1. My father kept my mother’s memory alive in our home by holding on to keepsakes & other specific physical objects belonging to my mother. Nothing of hers was removed prematurely. Many of her things remain in our lives to this day. In fact yesterday I wore a lovely purple sweater of hers that I pulled from the closet in our sitting room. Over the years I’ve discovered things belonging to her that surprise me. She lives on in our lives through photographs, cards she received or penned to us, items of clothing, her old but functioning button accordion & other things she valued and loved. My father carefully chose photographs of Mam to frame and place around our home following her death. Every room contains memories of my mother.
2. We spoke about my mother regularly after her passing. Though I didn’t talk about Mam to others she was often mentioned in our home. I sometimes asked questions about her past and Dad answered to the best of his ability. Together we recalled her favorite songs, frequently looked through family photo albums and as we got older we acknowledged the absence her death left.
3. Our friends were always welcome in our home. We spent ample time with our peers both at our house and in theirs. Blessed with wonderful friends who cared about me I spent hours on end laughing with them and having fun. I lost myself in childish games and silliness. Such relief! Dad often drove us around to local events, treated us to train rides and parties and invited my pals on various excursions. To this day my friends recall his warmth and kindness.

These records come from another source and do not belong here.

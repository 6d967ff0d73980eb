//! Bottom taskbar: start button, one entry per window (minimized included),
//! and a clock. Hit rectangles are rebuilt on every render, mirroring
//! whatever was last painted.

use ratatui::layout::Rect;
use ratatui::style::{Modifier, Style};

use crate::theme;
use crate::ui::{UiFrame, truncate_to_width};

use super::registry::{WindowId, WindowRegistry};

pub const TASKBAR_HEIGHT: u16 = 1;
const START_LABEL: &str = " ⌬ start ";
const ENTRY_MAX_WIDTH: u16 = 18;
const CLOCK_WIDTH: u16 = 7;

#[derive(Debug, Clone, Copy, PartialEq, Eq)]
pub enum TaskbarHit {
    Start,
    Window(WindowId),
}

#[derive(Debug, Default)]
pub struct Taskbar {
    start_rect: Rect,
    window_hits: Vec<(WindowId, Rect)>,
}

impl Taskbar {
    pub fn new() -> Self {
        Self::default()
    }

    /// The strip reserved at the bottom of the viewport.
    pub fn area(viewport: Rect) -> Rect {
        Rect {
            x: viewport.x,
            y: viewport
                .y
                .saturating_add(viewport.height.saturating_sub(TASKBAR_HEIGHT)),
            width: viewport.width,
            height: TASKBAR_HEIGHT.min(viewport.height),
        }
    }

    pub fn render(
        &mut self,
        frame: &mut UiFrame<'_>,
        viewport: Rect,
        registry: &WindowRegistry,
        start_open: bool,
        clock: &str,
    ) {
        self.start_rect = Rect::default();
        self.window_hits.clear();

        let bar = Self::area(viewport);
        if bar.height == 0 || bar.width == 0 {
            return;
        }
        let base = Style::default()
            .bg(theme::taskbar_bg())
            .fg(theme::taskbar_fg());
        frame.fill(bar, base);

        // start button
        let start_width = (START_LABEL.chars().count() as u16).min(bar.width);
        self.start_rect = Rect {
            x: bar.x,
            y: bar.y,
            width: start_width,
            height: 1,
        };
        let start_style = if start_open {
            Style::default()
                .bg(theme::taskbar_active_bg())
                .fg(theme::accent())
                .add_modifier(Modifier::BOLD)
        } else {
            base.fg(theme::accent())
        };
        frame.set_string(bar.x, bar.y, START_LABEL, start_style);

        // clock, right aligned
        let clock_x = bar.x + bar.width.saturating_sub(CLOCK_WIDTH);
        frame.set_string(clock_x, bar.y, clock, base);

        // window entries between start button and clock
        let mut x = self.start_rect.x + self.start_rect.width + 1;
        let limit = clock_x.saturating_sub(1);
        for window in registry.windows() {
            if x >= limit {
                break;
            }
            let label = format!(" {} {} ", window.icon(), window.title());
            let width = (label.chars().count() as u16)
                .min(ENTRY_MAX_WIDTH)
                .min(limit - x);
            if width < 4 {
                break;
            }
            let style = if registry.active() == Some(window.id()) {
                Style::default()
                    .bg(theme::taskbar_active_bg())
                    .fg(theme::menu_fg())
            } else if window.minimized() {
                base.fg(theme::menu_dim_fg())
            } else {
                base
            };
            frame.set_string(x, bar.y, &truncate_to_width(&label, width as usize), style);
            self.window_hits.push((
                window.id(),
                Rect {
                    x,
                    y: bar.y,
                    width,
                    height: 1,
                },
            ));
            x += width + 1;
        }
    }

    pub fn hit_test(&self, column: u16, row: u16) -> Option<TaskbarHit> {
        if rect_contains(self.start_rect, column, row) {
            return Some(TaskbarHit::Start);
        }
        self.window_hits
            .iter()
            .find(|(_, rect)| rect_contains(*rect, column, row))
            .map(|(id, _)| TaskbarHit::Window(*id))
    }
}

pub fn rect_contains(rect: Rect, column: u16, row: u16) -> bool {
    column >= rect.x
        && column < rect.x.saturating_add(rect.width)
        && row >= rect.y
        && row < rect.y.saturating_add(rect.height)
}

4. Outings and adventures were planned. My father took us on trips abroad after Mam died. We visited London, The Isle of Man, Jersey and in later years other countries in Europe such as Italy and Switzerland. Dad took us to visit our cousins in Dublin, Galway, Waterford and Limerick. We went on short boat excursions and joined a walking club. Dad made sure to keep us occupied while at the same time allowing us plenty of down time as needed.
5. We were encouraged to speak our truths and our feelings at home. We didn’t get in trouble for sharing how we felt. As a child I wanted to protect my father and my focus after Mam died was on making sure he was okay. So, I wasn’t about to upset him by revealing too many emotions. But, when I did wish to share something with him he was always there, listening carefully, making no judgments. He gently advised or offered compassion if a solution couldn’t be found. To this day my dad is that same kind, gentle listener. He doesn’t pretend to have all the answers but his listening ear is ready.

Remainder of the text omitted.